The Board entered into the Rights Agreement in an effort to preserve the value of the Company’s significant capital loss carryforwards (“Carryforwards”) and other tax benefits. The Company’s ability to utilize its Carryforwards may be substantially limited if the Company experiences an “ownership change” within the meaning of Section 382 of the Internal Revenue Code of 1986, as amended (the “Code”). In general, an “ownership change” would occur if the percentage of the Company’s ownership by one or more “5-percent shareholders” (as defined in the Code) increases by more than 50 percent over the lowest percentage owned by such stockholders at any time during the prior three years. The Rights Agreement is designed to preserve the Company’s tax benefits by deterring transfers of Common Stock that could result in an “ownership change” under Section 382 of the Code.

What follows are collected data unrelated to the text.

//! SQLite implementation of VersionStore

use anyhow::Result;
use async_trait::async_trait;
use rusqlite::{Connection, OptionalExtension, Row, params};
use serde_json::Value;

use super::{SqliteStore, json_column_error};
use crate::storage::helper::{json_hash, unix_timestamp};
use crate::storage::ids::{CardId, VersionId};
use crate::storage::traits::VersionStore;
use crate::storage::types::VersionSnapshot;

pub(crate) fn init_schema(conn: &Connection) -> Result<()> {
    conn.execute_batch(
        r#"
        CREATE TABLE IF NOT EXISTS card_versions (
            id TEXT PRIMARY KEY,
            card_id TEXT NOT NULL,
            version_number INTEGER NOT NULL,
            message TEXT NOT NULL,
            data TEXT NOT NULL,
            content_hash TEXT NOT NULL,
            created_at INTEGER NOT NULL,
            UNIQUE(card_id, version_number)
        );
        "#,
    )?;
    Ok(())
}

const VERSION_COLUMNS: &str =
    "id, card_id, version_number, message, data, content_hash, created_at";

fn version_from_row(row: &Row<'_>) -> rusqlite::Result<VersionSnapshot> {
    let data: String = row.get(4)?;
    let data: Value = serde_json::from_str(&data).map_err(|e| json_column_error(4, e))?;
    Ok(VersionSnapshot {
        id: row.get(0)?,
        card_id: row.get(1)?,
        version_number: row.get(2)?,
        message: row.get(3)?,
        data,
        content_hash: row.get(5)?,
        created_at: row.get(6)?,
    })
}

#[async_trait]
impl VersionStore for SqliteStore {
    async fn create_version(
        &self,
        card_id: &CardId,
        data: Value,
        message: &str,
    ) -> Result<VersionSnapshot> {
        let mut conn = self.conn()?;
        let tx = conn.transaction()?;

        let version_number: i64 = tx.query_row(
            "SELECT COALESCE(MAX(version_number) + 1, 1) FROM card_versions WHERE card_id = ?1",
            params![card_id],
            |row| row.get(0),
        )?;

        let snapshot = VersionSnapshot {
            id: VersionId::new(),
            card_id: card_id.clone(),
            version_number,
            message: message.to_string(),
            content_hash: json_hash(&data),
            data,
            created_at: unix_timestamp(),
        };

        tx.execute(
            &format!("INSERT INTO card_versions ({VERSION_COLUMNS}) VALUES (?1, ?2, ?3, ?4, ?5, ?6, ?7)"),
            params![
                snapshot.id,
                snapshot.card_id,
                snapshot.version_number,
                snapshot.message,
                serde_json::to_string(&snapshot.data)?,
                snapshot.content_hash,
                snapshot.created_at
            ],
        )?;
        tx.commit()?;

        Ok(snapshot)
    }

    async fn get_version(&self, id: &VersionId) -> Result<Option<VersionSnapshot>> {
        let conn = self.conn()?;
        let version = conn
            .query_row(
                &format!("SELECT {VERSION_COLUMNS} FROM card_versions WHERE id = ?1"),
                params![id],
                version_from_row,
            )
            .optional()?;
        Ok(version)
    }

    async fn list_versions(&self, card_id: &CardId) -> Result<Vec<VersionSnapshot>> {
        let conn = self.conn()?;
        let mut stmt = conn.prepare(&format!(
            "SELECT {VERSION_COLUMNS} FROM card_versions WHERE card_id = ?1 ORDER BY version_number"
        ))?;
        let versions = stmt
            .query_map(params![card_id], version_from_row)?
            .collect::<rusqlite::Result<Vec<_>>>()?;
        Ok(versions)
    }

    async fn delete_version(&self, id: &VersionId) -> Result<bool> {
        let conn = self.conn()?;
        let deleted = conn.execute("DELETE FROM card_versions WHERE id = ?1", params![id])?;
        Ok(deleted > 0)
    }
}
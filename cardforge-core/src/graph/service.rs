//! Asset graph service - builds graphs from the stores and persists edits
//!
//! The service is the only graph component that performs I/O. Graph edits
//! follow a load, transform, apply sequence:
//!
//! ```ignore
//! let graph = service.build_graph(&card_id).await?;
//! let next = set_main(&graph, &binding_id);
//! service.apply_changes(&graph, &next).await?;
//! ```
//!
//! Concurrent writers are last-writer-wins per binding row.

use std::collections::{BTreeSet, HashMap};
use std::marker::PhantomData;
use std::sync::Arc;

use serde::Serialize;
use tracing::{debug, info, warn};

use super::node::{AssetGraph, AssetGraphNode, JoinedAsset};
use super::query::{GraphSummary, summarize};
use super::validate::{ValidationIssue, validate_graph};
use super::mutate::set_main;
use crate::error::{CardError, CardResult};
use crate::media;
use crate::storage::ids::{AssetId, BindingId, CardId};
use crate::storage::traits::{AssetStore, BindingStore, CardStore, StorageTypes, Stores};
use crate::storage::types::binding::{BindingPatch, NewBinding, TAG_ANIMATED};

/// Counts of rows written by [`AssetGraphService::apply_changes`]
#[derive(Debug, Clone, Copy, Default, PartialEq, Eq, Serialize)]
pub struct ApplyReport {
    pub updated: usize,
    pub deleted: usize,
}

/// Row-level difference between two graphs of the same card
#[derive(Debug, Clone, Default, PartialEq, Eq)]
pub struct GraphChanges {
    pub updates: Vec<(BindingId, BindingPatch)>,
    pub deletions: Vec<BindingId>,
}

impl GraphChanges {
    /// Compare `old` and `new` node by node
    ///
    /// Nodes only in `new` are ignored: graph mutations cannot create
    /// bindings, so such nodes have no row to write to.
    pub fn between(old: &AssetGraph, new: &AssetGraph) -> Self {
        let mut changes = Self::default();

        for before in old.iter() {
            let Some(after) = new.node(before.id()) else {
                changes.deletions.push(before.id().clone());
                continue;
            };
            let patch = patch_between(before, after);
            if !patch.is_empty() {
                changes.updates.push((before.id().clone(), patch));
            }
        }

        changes
    }

    pub fn is_empty(&self) -> bool {
        self.updates.is_empty() && self.deletions.is_empty()
    }
}

fn patch_between(before: &AssetGraphNode, after: &AssetGraphNode) -> BindingPatch {
    let (b, a) = (&before.binding, &after.binding);
    BindingPatch {
        role: (b.role != a.role).then(|| a.role.clone()),
        name: (b.name != a.name).then(|| a.name.clone()),
        order: (b.order != a.order).then_some(a.order),
        is_main: (b.is_main != a.is_main).then_some(a.is_main),
        tags: (b.tags != a.tags).then(|| a.tags.clone()),
    }
}

/// A graph bundled with its summary and validation report
#[derive(Debug, Clone, Serialize)]
#[serde(rename_all = "camelCase")]
pub struct GraphReport {
    #[serde(flatten)]
    pub graph: AssetGraph,
    pub summary: GraphSummary,
    pub validation: Vec<ValidationIssue>,
}

impl GraphReport {
    pub fn of(graph: AssetGraph) -> Self {
        Self {
            summary: summarize(&graph),
            validation: validate_graph(&graph),
            graph,
        }
    }
}

/// Request to bind an existing asset to a card
#[derive(Debug, Clone)]
pub struct AttachAsset {
    pub asset_id: AssetId,
    pub role: String,
    /// Defaults to the asset's filename without extension
    pub name: Option<String>,
    pub is_main: bool,
    pub tags: BTreeSet<String>,
    /// Raw media bytes, sniffed for animation when present
    pub content: Option<Vec<u8>>,
}

impl AttachAsset {
    pub fn new(asset_id: AssetId, role: impl Into<String>) -> Self {
        Self {
            asset_id,
            role: role.into(),
            name: None,
            is_main: false,
            tags: BTreeSet::new(),
            content: None,
        }
    }

    pub fn named(mut self, name: impl Into<String>) -> Self {
        self.name = Some(name.into());
        self
    }

    pub fn main(mut self) -> Self {
        self.is_main = true;
        self
    }

    pub fn with_tag(mut self, tag: impl Into<String>) -> Self {
        self.tags.insert(tag.into());
        self
    }

    pub fn with_content(mut self, content: Vec<u8>) -> Self {
        self.content = Some(content);
        self
    }
}

/// Builds asset graphs from the stores and writes graph edits back.
///
/// Generic over `S: StorageTypes`, like the stores it wraps.
pub struct AssetGraphService<S: StorageTypes> {
    card_store: Arc<S::Card>,
    asset_store: Arc<S::Asset>,
    binding_store: Arc<S::Binding>,
    _marker: PhantomData<S>,
}

impl<S: StorageTypes> Clone for AssetGraphService<S> {
    fn clone(&self) -> Self {
        Self {
            card_store: self.card_store.clone(),
            asset_store: self.asset_store.clone(),
            binding_store: self.binding_store.clone(),
            _marker: PhantomData,
        }
    }
}

impl<S: StorageTypes> AssetGraphService<S> {
    pub fn from_stores(stores: &impl Stores<S>) -> Self {
        Self::new(stores.card(), stores.asset(), stores.binding())
    }

    pub fn new(
        card_store: Arc<S::Card>,
        asset_store: Arc<S::Asset>,
        binding_store: Arc<S::Binding>,
    ) -> Self {
        Self {
            card_store,
            asset_store,
            binding_store,
            _marker: PhantomData,
        }
    }

    /// Load every binding of a card and join it with its asset
    ///
    /// Bindings whose asset is missing are kept as broken nodes.
    pub async fn build_graph(&self, card_id: &CardId) -> CardResult<AssetGraph> {
        let card = self
            .card_store
            .get_card(card_id)
            .await?
            .ok_or_else(|| CardError::not_found("card", card_id))?;

        let bindings = self.binding_store.list_bindings_by_card(card_id).await?;

        let mut assets: HashMap<AssetId, Option<JoinedAsset>> = HashMap::new();
        let mut nodes = Vec::with_capacity(bindings.len());
        for binding in bindings {
            if !assets.contains_key(&binding.asset_id) {
                let asset = self.asset_store.get(&binding.asset_id).await?;
                if asset.is_none() {
                    warn!(
                        card_id = %card_id,
                        binding_id = %binding.id,
                        asset_id = %binding.asset_id,
                        "binding references a missing asset"
                    );
                }
                assets.insert(binding.asset_id.clone(), asset.as_ref().map(JoinedAsset::from));
            }
            let asset = assets.get(&binding.asset_id).cloned().flatten();
            nodes.push(AssetGraphNode::new(binding, asset));
        }

        debug!(card_id = %card_id, nodes = nodes.len(), "built asset graph");
        Ok(AssetGraph::new(card_id.clone(), card.actor_count, nodes))
    }

    /// Build the graph together with its summary and validation report
    pub async fn report(&self, card_id: &CardId) -> CardResult<GraphReport> {
        Ok(GraphReport::of(self.build_graph(card_id).await?))
    }

    /// Persist the difference between `old` and `new`
    ///
    /// Updates are written as one batch; nodes missing from `new` are
    /// deleted. Rows that vanished since `old` was loaded are skipped.
    pub async fn apply_changes(
        &self,
        old: &AssetGraph,
        new: &AssetGraph,
    ) -> CardResult<ApplyReport> {
        if old.card_id != new.card_id {
            return Err(CardError::validation(
                "graph",
                format!("graphs belong to different cards: {} and {}", old.card_id, new.card_id),
            ));
        }

        let changes = GraphChanges::between(old, new);
        if changes.is_empty() {
            debug!(card_id = %old.card_id, "no asset graph changes to apply");
            return Ok(ApplyReport::default());
        }

        let mut report = ApplyReport::default();
        if !changes.updates.is_empty() {
            report.updated = self.binding_store.update_bindings(changes.updates).await?;
        }
        for id in &changes.deletions {
            if self.binding_store.delete_binding(id).await? {
                report.deleted += 1;
            }
        }

        info!(
            card_id = %old.card_id,
            updated = report.updated,
            deleted = report.deleted,
            "applied asset graph changes"
        );
        Ok(report)
    }

    /// Load, transform and persist in one step, returning the new graph
    pub async fn update_graph<F>(
        &self,
        card_id: &CardId,
        transform: F,
    ) -> CardResult<(AssetGraph, ApplyReport)>
    where
        F: FnOnce(&AssetGraph) -> CardResult<AssetGraph> + Send,
    {
        let graph = self.build_graph(card_id).await?;
        let next = transform(&graph)?;
        let report = self.apply_changes(&graph, &next).await?;
        Ok((next, report))
    }

    /// Bind an existing asset to a card, appended at the end of the order
    ///
    /// When content bytes are supplied they are sniffed once and an
    /// `animated` tag is cached on the binding. A main attachment demotes
    /// the other nodes of its role.
    pub async fn attach_asset(
        &self,
        card_id: &CardId,
        request: AttachAsset,
    ) -> CardResult<AssetGraphNode> {
        if self.card_store.get_card(card_id).await?.is_none() {
            return Err(CardError::not_found("card", card_id));
        }
        let asset = self
            .asset_store
            .get(&request.asset_id)
            .await?
            .ok_or_else(|| CardError::not_found("asset", &request.asset_id))?;

        let ext = asset.extension();
        let name = request.name.unwrap_or_else(|| {
            asset
                .filename
                .rsplit_once('.')
                .map_or(asset.filename.as_str(), |(stem, _)| stem)
                .to_string()
        });

        let mut binding = NewBinding::new(card_id.clone(), request.asset_id.clone(), request.role, name)
            .with_ext(&ext);
        binding.tags = request.tags;
        if request.is_main {
            binding = binding.main();
        }
        if let Some(content) = &request.content {
            if media::is_animated(&asset.mimetype, content) {
                binding = binding.with_tag(TAG_ANIMATED);
            }
        }

        let created = self.binding_store.create_binding(binding).await?;
        info!(
            card_id = %card_id,
            binding_id = %created.id,
            asset_id = %created.asset_id,
            role = %created.role,
            "attached asset"
        );

        if created.is_main {
            let graph = self.build_graph(card_id).await?;
            let next = set_main(&graph, &created.id);
            self.apply_changes(&graph, &next).await?;
        }

        Ok(AssetGraphNode::new(created, Some(JoinedAsset::from(&asset))))
    }

    /// Remove a binding from a card; the asset itself is kept
    pub async fn detach_asset(&self, card_id: &CardId, binding_id: &BindingId) -> CardResult<()> {
        match self.binding_store.get_binding(binding_id).await? {
            Some(binding) if &binding.card_id == card_id => {
                self.binding_store.delete_binding(binding_id).await?;
                info!(card_id = %card_id, binding_id = %binding_id, "detached asset");
                Ok(())
            }
            _ => Err(CardError::not_found("binding", binding_id)),
        }
    }
}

In general terms, the Rights Agreement imposes a significant penalty upon any person or group that acquires beneficial ownership (as defined under the Rights Agreement) of 4.99% or more of the outstanding Common Stock without the prior approval of the Board. Any Rights held by a person or group that acquires a percentage of Common Stock in excess of that threshold are void and may not be exercised.
A detailed description of the Rights Agreement and the Rights is set forth in the Company’s Current Report on Form 8-K filed with the Securities and Exchange Commission on January 28, 2025, and is incorporated by reference herein.
Item 2. Exhibits
SIGNATURE
Pursuant to the requirements of Section 12 of the Securities Exchange Act of 1934, as amended, the registrant has duly caused this registration statement to be signed on its behalf by the undersigned, thereto duly authorized.